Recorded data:

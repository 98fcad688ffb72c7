use std::net::SocketAddr;
use std::path::PathBuf;

use anyhow::{Context, Result, bail};
use chrono::Duration;

/// Placeholder JWT secrets that MUST NOT be used.
const PLACEHOLDER_SECRETS: &[&str] = &["change-me-to-a-random-string", "dev-secret-change-me"];

#[derive(Debug, Clone, Copy, PartialEq, Eq)]
pub enum StoreKind {
    Sqlite,
    Memory,
}

#[derive(Debug, Clone)]
pub struct Config {
    pub jwt_secret: String,
    pub db_path: PathBuf,
    pub addr: SocketAddr,
    pub session_ttl: Duration,
    pub store: StoreKind,
}

impl Config {
    pub fn from_env() -> Result<Self> {
        Self::from_lookup(|key| std::env::var(key).ok())
    }

    fn from_lookup(var: impl Fn(&str) -> Option<String>) -> Result<Self> {
        let jwt_secret = var("HEARTH_JWT_SECRET").unwrap_or_default();
        if jwt_secret.is_empty() || PLACEHOLDER_SECRETS.contains(&jwt_secret.as_str()) {
            bail!("HEARTH_JWT_SECRET is unset or still a placeholder");
        }

        let db_path: PathBuf = var("HEARTH_DB_PATH")
            .unwrap_or_else(|| "hearth.db".into())
            .into();
        let host = var("HEARTH_HOST").unwrap_or_else(|| "0.0.0.0".into());
        let port: u16 = var("HEARTH_PORT")
            .unwrap_or_else(|| "3000".into())
            .parse()
            .context("HEARTH_PORT must be a port number")?;
        let addr: SocketAddr = format!("{}:{}", host, port)
            .parse()
            .with_context(|| format!("invalid listen address {}:{}", host, port))?;

        let session_hours: i64 = var("HEARTH_SESSION_HOURS")
            .unwrap_or_else(|| "168".into()) // 7 days
            .parse()
            .context("HEARTH_SESSION_HOURS must be a whole number of hours")?;
        if session_hours <= 0 {
            bail!("HEARTH_SESSION_HOURS must be positive");
        }

        let store = match var("HEARTH_STORE").as_deref().unwrap_or("sqlite") {
            "sqlite" => StoreKind::Sqlite,
            "memory" => StoreKind::Memory,
            other => bail!("HEARTH_STORE must be 'sqlite' or 'memory', got '{}'", other),
        };

        Ok(Self {
            jwt_secret,
            db_path,
            addr,
            session_ttl: Duration::hours(session_hours),
            store,
        })
    }
}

--- EXERCISE DETAILS ---
Only lines containing the word "PathBuf" matter here: count them in the entries and give the number, nothing else.

--- WRITTEN SOLUTION ---
3